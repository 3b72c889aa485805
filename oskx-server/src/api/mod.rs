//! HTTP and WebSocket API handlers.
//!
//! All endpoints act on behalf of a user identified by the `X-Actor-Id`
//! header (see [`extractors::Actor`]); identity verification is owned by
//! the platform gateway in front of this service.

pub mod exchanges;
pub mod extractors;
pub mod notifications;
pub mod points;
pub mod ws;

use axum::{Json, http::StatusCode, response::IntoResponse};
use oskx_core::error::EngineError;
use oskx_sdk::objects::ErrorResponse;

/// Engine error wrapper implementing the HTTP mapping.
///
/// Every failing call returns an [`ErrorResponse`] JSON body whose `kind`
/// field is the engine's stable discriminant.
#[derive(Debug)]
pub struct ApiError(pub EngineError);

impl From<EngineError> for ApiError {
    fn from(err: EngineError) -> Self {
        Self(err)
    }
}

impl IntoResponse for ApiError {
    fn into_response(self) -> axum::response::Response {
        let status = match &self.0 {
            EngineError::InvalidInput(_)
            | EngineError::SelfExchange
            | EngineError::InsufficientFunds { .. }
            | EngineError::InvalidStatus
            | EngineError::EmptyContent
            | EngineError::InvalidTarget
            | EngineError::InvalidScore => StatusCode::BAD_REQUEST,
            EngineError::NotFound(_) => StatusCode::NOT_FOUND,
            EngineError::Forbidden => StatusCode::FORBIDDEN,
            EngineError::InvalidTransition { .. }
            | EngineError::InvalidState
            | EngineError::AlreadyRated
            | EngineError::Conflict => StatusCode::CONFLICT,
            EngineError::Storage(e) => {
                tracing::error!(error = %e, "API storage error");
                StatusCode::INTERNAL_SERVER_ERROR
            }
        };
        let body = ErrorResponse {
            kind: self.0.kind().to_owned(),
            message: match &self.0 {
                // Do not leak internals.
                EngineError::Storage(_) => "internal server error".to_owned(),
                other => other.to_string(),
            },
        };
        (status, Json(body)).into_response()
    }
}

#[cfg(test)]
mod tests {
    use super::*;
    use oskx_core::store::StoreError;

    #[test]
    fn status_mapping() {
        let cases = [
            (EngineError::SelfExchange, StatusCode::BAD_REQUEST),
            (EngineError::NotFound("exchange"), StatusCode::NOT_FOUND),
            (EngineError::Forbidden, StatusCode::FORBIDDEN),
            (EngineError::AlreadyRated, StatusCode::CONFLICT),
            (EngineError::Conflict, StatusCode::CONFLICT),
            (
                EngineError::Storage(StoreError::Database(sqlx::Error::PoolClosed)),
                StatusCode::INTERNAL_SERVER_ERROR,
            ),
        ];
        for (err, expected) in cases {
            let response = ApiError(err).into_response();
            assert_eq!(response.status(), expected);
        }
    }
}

****************************************

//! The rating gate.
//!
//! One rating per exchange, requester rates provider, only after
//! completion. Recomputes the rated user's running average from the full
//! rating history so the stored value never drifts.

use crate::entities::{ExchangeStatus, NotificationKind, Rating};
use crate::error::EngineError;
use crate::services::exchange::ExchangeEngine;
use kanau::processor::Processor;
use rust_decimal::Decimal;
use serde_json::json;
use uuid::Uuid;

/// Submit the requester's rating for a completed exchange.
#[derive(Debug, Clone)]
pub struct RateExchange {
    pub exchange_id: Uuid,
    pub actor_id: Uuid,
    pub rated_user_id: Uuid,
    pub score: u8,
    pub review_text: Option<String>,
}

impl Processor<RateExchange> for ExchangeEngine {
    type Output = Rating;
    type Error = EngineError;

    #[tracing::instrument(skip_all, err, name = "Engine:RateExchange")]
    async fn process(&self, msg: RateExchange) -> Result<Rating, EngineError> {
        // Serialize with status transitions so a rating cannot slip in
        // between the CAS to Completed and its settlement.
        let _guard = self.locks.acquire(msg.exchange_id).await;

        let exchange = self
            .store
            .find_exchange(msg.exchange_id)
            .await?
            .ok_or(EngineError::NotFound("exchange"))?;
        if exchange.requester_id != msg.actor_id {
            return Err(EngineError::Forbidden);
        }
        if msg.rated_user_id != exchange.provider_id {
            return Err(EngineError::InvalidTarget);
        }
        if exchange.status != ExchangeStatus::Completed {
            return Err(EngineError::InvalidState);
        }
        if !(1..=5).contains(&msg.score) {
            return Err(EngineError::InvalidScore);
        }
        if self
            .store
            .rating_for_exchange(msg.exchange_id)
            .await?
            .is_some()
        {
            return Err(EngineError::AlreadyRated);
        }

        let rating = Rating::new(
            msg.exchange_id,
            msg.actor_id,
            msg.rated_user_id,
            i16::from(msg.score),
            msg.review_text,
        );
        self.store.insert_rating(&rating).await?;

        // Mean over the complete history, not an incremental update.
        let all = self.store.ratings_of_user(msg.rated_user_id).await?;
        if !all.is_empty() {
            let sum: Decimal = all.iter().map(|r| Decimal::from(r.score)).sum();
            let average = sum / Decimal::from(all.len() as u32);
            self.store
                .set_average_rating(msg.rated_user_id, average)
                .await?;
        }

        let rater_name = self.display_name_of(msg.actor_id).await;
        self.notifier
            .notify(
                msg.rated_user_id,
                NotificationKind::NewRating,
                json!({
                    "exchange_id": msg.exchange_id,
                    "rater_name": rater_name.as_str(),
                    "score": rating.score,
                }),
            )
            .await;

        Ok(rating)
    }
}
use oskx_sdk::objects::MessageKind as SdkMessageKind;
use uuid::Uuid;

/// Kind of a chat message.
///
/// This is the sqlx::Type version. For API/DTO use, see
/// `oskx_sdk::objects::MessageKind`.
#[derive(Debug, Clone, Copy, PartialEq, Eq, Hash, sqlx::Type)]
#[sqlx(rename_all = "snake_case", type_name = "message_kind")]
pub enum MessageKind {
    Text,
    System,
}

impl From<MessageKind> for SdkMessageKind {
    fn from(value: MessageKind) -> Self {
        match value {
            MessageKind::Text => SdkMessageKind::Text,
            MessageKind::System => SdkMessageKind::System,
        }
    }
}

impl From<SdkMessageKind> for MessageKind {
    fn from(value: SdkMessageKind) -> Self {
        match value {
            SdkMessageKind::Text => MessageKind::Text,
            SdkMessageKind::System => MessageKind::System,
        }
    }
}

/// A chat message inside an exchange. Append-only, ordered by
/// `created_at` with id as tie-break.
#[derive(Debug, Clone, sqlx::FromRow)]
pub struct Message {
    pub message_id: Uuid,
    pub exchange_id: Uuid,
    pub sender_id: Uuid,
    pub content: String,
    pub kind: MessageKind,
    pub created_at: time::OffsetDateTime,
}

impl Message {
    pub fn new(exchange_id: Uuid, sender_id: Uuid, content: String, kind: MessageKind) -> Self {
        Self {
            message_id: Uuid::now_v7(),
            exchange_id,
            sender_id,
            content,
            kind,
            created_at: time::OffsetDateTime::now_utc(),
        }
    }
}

****************************************

_Required action_. Return every line of the preceding records in which the word "Decimal" appears.

_Solution_.
use rust_decimal::Decimal;
            let sum: Decimal = all.iter().map(|r| Decimal::from(r.score)).sum();
            let average = sum / Decimal::from(all.len() as u32);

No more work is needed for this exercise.